--- Problem ---
If a line below includes the string "statistical", copy it.

--- Task input ---
----
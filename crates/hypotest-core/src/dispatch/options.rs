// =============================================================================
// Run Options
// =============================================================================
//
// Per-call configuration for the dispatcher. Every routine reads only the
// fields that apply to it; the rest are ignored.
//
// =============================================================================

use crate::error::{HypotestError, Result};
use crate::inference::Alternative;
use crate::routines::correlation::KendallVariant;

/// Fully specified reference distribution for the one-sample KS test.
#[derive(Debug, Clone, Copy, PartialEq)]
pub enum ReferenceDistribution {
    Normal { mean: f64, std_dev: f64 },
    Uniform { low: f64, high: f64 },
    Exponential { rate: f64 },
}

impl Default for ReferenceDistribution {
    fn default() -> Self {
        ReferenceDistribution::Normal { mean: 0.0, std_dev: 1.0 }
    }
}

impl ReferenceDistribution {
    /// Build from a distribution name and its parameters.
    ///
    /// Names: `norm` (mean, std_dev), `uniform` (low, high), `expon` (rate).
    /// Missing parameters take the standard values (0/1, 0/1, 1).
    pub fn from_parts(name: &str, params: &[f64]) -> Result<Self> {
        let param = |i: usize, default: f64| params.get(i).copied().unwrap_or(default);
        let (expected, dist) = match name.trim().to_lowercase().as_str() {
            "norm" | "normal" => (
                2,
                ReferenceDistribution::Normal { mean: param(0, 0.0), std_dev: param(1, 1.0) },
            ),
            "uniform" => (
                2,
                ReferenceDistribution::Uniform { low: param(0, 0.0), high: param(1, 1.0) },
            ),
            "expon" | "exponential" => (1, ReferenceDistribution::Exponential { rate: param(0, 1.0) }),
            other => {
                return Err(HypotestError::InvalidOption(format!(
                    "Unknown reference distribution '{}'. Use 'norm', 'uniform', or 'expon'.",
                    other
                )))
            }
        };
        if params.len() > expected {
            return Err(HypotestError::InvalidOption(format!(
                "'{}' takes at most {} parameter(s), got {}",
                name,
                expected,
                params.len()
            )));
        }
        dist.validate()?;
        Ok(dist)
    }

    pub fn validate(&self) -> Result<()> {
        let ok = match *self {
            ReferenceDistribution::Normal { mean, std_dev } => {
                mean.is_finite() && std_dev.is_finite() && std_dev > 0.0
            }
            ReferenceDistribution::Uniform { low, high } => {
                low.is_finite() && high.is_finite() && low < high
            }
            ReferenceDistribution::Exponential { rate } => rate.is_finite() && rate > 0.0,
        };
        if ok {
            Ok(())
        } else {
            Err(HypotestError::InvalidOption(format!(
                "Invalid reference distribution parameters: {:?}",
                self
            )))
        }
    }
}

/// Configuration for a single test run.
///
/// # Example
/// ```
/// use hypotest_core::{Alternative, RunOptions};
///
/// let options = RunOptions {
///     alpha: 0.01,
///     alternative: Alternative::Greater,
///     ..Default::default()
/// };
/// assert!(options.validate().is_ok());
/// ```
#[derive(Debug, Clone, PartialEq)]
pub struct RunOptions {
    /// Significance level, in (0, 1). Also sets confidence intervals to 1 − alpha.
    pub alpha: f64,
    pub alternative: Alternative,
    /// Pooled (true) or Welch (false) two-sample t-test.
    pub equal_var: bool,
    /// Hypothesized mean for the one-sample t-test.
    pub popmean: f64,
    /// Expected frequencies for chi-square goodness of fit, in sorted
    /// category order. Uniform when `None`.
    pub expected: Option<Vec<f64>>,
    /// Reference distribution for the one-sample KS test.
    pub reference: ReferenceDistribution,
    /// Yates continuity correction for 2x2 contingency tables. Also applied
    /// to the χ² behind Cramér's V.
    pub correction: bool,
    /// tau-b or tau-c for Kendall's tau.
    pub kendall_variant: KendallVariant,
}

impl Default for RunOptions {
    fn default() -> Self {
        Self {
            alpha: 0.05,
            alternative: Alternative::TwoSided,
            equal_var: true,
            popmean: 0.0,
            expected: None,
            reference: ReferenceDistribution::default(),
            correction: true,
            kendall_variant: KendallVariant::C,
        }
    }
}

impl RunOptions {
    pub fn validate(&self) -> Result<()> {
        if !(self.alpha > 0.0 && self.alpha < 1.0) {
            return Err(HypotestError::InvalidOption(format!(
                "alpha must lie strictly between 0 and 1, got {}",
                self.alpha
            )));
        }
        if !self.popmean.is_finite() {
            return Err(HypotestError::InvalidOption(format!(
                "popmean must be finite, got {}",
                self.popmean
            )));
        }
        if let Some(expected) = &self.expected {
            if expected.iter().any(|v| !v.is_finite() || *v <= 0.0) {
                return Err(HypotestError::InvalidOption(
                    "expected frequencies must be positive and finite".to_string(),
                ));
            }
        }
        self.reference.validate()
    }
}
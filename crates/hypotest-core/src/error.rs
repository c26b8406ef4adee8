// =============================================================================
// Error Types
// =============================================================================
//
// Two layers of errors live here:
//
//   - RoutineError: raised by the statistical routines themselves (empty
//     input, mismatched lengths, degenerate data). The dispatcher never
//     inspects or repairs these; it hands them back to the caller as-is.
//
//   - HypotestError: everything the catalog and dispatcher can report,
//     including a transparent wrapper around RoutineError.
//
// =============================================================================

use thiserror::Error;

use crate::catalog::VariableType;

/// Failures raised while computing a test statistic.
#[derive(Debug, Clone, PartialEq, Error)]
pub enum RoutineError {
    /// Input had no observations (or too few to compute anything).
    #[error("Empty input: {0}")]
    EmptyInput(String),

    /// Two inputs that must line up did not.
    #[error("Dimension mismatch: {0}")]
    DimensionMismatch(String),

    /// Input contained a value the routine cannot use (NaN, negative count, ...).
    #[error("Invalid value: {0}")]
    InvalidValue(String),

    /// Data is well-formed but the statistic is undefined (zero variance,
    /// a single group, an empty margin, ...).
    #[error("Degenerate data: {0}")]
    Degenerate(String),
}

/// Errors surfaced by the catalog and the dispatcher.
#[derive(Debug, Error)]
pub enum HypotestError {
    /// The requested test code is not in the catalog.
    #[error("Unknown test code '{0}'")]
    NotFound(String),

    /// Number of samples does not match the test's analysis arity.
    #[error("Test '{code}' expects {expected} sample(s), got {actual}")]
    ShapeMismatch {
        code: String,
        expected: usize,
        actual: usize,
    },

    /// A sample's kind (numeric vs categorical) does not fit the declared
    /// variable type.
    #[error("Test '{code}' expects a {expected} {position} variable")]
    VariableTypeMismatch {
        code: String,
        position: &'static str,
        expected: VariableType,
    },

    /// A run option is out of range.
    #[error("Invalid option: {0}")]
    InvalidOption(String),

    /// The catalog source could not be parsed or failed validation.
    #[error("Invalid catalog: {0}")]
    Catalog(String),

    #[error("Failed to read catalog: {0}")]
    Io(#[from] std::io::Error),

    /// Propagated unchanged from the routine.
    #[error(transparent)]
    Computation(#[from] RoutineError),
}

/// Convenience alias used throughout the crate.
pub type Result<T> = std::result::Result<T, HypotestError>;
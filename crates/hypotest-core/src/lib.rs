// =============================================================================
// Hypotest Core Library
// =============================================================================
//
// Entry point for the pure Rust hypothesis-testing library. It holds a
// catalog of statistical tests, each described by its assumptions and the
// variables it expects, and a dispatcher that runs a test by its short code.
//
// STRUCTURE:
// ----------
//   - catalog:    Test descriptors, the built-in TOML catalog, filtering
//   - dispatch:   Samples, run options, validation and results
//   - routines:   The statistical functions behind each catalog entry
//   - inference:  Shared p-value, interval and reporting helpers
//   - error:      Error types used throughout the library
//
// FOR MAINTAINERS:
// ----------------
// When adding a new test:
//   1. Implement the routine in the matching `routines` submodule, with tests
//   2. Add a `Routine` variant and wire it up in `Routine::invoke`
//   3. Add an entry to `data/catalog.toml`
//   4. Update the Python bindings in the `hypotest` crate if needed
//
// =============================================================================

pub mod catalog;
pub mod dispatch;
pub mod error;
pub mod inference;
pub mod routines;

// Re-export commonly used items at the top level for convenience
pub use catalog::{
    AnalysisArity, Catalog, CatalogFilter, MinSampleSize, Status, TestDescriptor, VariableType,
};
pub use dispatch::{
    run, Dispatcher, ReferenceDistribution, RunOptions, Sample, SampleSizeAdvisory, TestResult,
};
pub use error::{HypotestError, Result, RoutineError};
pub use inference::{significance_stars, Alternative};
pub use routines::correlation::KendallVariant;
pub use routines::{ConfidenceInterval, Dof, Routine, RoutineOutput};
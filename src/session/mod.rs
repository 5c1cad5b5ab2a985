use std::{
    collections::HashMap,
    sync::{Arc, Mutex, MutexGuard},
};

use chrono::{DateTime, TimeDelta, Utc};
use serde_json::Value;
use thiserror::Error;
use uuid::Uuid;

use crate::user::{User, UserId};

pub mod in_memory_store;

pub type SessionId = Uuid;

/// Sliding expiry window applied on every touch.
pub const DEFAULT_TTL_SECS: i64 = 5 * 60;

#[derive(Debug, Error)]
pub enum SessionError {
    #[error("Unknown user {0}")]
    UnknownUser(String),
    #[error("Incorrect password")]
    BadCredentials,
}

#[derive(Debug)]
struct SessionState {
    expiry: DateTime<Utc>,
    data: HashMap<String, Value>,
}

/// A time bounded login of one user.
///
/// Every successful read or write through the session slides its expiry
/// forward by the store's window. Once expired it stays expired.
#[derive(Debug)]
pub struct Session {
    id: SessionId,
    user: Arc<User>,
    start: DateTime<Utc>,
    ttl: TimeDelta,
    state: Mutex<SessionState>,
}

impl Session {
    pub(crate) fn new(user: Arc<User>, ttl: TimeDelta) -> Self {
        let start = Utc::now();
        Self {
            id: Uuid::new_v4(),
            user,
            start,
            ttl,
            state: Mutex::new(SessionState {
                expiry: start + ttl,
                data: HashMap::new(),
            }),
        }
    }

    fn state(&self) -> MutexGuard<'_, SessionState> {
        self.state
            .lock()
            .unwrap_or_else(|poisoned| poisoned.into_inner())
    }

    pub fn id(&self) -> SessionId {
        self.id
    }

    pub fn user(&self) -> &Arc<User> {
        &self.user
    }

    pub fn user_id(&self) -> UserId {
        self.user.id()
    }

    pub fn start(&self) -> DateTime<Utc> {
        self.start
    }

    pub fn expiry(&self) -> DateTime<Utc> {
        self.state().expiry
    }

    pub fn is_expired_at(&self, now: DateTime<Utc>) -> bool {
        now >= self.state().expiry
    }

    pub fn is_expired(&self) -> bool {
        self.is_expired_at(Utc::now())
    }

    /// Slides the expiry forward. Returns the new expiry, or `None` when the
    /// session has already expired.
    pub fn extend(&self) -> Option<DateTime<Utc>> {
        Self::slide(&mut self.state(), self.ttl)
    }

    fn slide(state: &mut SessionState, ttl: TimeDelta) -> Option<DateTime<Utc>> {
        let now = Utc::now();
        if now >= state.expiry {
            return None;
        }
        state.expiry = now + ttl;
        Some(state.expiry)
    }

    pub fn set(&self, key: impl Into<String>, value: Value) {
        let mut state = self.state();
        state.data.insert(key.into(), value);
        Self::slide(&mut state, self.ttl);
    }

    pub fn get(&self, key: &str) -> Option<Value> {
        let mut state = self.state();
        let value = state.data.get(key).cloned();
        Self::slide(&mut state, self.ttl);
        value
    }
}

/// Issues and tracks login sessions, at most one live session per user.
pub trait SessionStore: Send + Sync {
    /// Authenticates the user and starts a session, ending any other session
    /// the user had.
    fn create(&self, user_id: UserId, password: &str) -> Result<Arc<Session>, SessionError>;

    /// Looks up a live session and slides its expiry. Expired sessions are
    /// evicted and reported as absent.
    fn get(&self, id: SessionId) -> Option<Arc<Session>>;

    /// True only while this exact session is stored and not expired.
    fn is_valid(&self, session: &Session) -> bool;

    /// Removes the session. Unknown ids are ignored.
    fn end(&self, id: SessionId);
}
----
--- Result for this exercise ---
//   - RoutineError: raised by the statistical routines themselves (empty
// catalog of statistical tests, each described by its assumptions and the
//   - routines:   The statistical functions behind each catalog entry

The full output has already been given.